My gradual epiphany happened over the last 15 years, (remember I set up the firm 20 years ago and had been advising clients since ’91). I was familiar with market-index tracker funds, I even arranged them for clients in the 1990s (for example the Gartmore UK Index which was opened in 1989) but I, just like many (most) wanted to believe that intelligence and skill could be combined in a way that provided consistently better returns. Advisers and investors were (and still are) bombarded by information that shows “successful” short-term performance. My in-box, trade press, and conference bag are stuffed full with it.

In practice you will be investing for decades….”So I will change my investments” I hear you cry… well maybe, but that would acknowledge other detrimental investor behaviours – attempting to time the market, knowing when to get in or out of funds that are performing well or not….you may get lucky a couple of times, but frankly that is all that it would be luck – not skill. Luck is not a good strategy for your financial plan. In any event the two largest players providing advice and funds to investors only dropped the Woodford fund this week. They are far better resourced for detailed research and personal meetings with the Fund Managers…yet to absolutely no avail.

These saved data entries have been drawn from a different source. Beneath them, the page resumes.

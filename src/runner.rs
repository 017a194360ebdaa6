use anyhow::{Context, Result};
use std::{
    fmt::{Display, Formatter},
    path::{Path, PathBuf},
    process::{Command, ExitStatus, Stdio},
};

/// How an oracle run ended. Only equality matters to the reducer.
#[derive(Debug, Copy, Clone, Eq, PartialEq, Hash)]
pub enum Status {
    Exited(i32),
    Signaled(i32),
}

impl From<ExitStatus> for Status {
    fn from(status: ExitStatus) -> Self {
        if let Some(code) = status.code() {
            return Status::Exited(code);
        }
        #[cfg(unix)]
        {
            use std::os::unix::process::ExitStatusExt;
            if let Some(signal) = status.signal() {
                return Status::Signaled(signal);
            }
        }
        Status::Exited(-1)
    }
}

impl Display for Status {
    fn fmt(&self, f: &mut Formatter<'_>) -> std::fmt::Result {
        match self {
            Status::Exited(code) => write!(f, "exit code {}", code),
            Status::Signaled(signal) => write!(f, "signal {}", signal),
        }
    }
}

/// External failure checker consulted for every candidate file.
///
/// An `Err` means the checker could not be run at all, which is distinct
/// from the checker rejecting the candidate.
pub trait Oracle {
    fn check(&mut self, candidate: &Path) -> Result<Status>;
}

impl<F> Oracle for F
where
    F: FnMut(&Path) -> Result<Status>,
{
    fn check(&mut self, candidate: &Path) -> Result<Status> {
        self(candidate)
    }
}

/// Runs `<program> <candidate>` and waits for it to finish. Standard
/// streams of the checker are discarded.
pub struct CommandOracle {
    program: PathBuf,
}

impl CommandOracle {
    pub fn new(program: impl Into<PathBuf>) -> Self {
        Self {
            program: program.into(),
        }
    }
}

impl Oracle for CommandOracle {
    fn check(&mut self, candidate: &Path) -> Result<Status> {
        let status = Command::new(&self.program)
            .arg(candidate)
            .stdin(Stdio::null())
            .stdout(Stdio::null())
            .stderr(Stdio::null())
            .status()
            .with_context(|| format!("can not run '{}'", self.program.display()))?;
        Ok(status.into())
    }
}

You have heard of them both, nice brochures and websites.

Whilst I believe outperformance from skill is “possible”, I now recognise it as unlikely and blogged as much in 2014 implying that following a star manager is not a good investment strategy. I came to this conclusion later than some, earlier than many. I am neither genius, nor fool (I hope). In January 2010 I cited how his funds had suffered some lacklustre performance in 2009 after delivering some good returns, acknowledging that we had been users of his Invesco funds, which had delivered good results. At the time I was still advising clients to retain the Invesco fund. That changed, but not to Woodford – to a low cost, investment fund.

Number Crunching

Yesterday his flagship Equity Income fund, which was launched in June 2014 was suspended, almost precisely at the 5th anniversary. This was primarily because investors were turning away from the fund in droves. Performance has been taking a nose-dive since June 2017.

None of our clients hold the fund. None, nada – because for reasons stated. We use low cost investments and not the more expensive “actively managed” funds like this one, which typically charge between 0.65% to 1.50% depending on the fund share class. We tend to create portfolios with investment costs of around 0.3% – there or there abouts.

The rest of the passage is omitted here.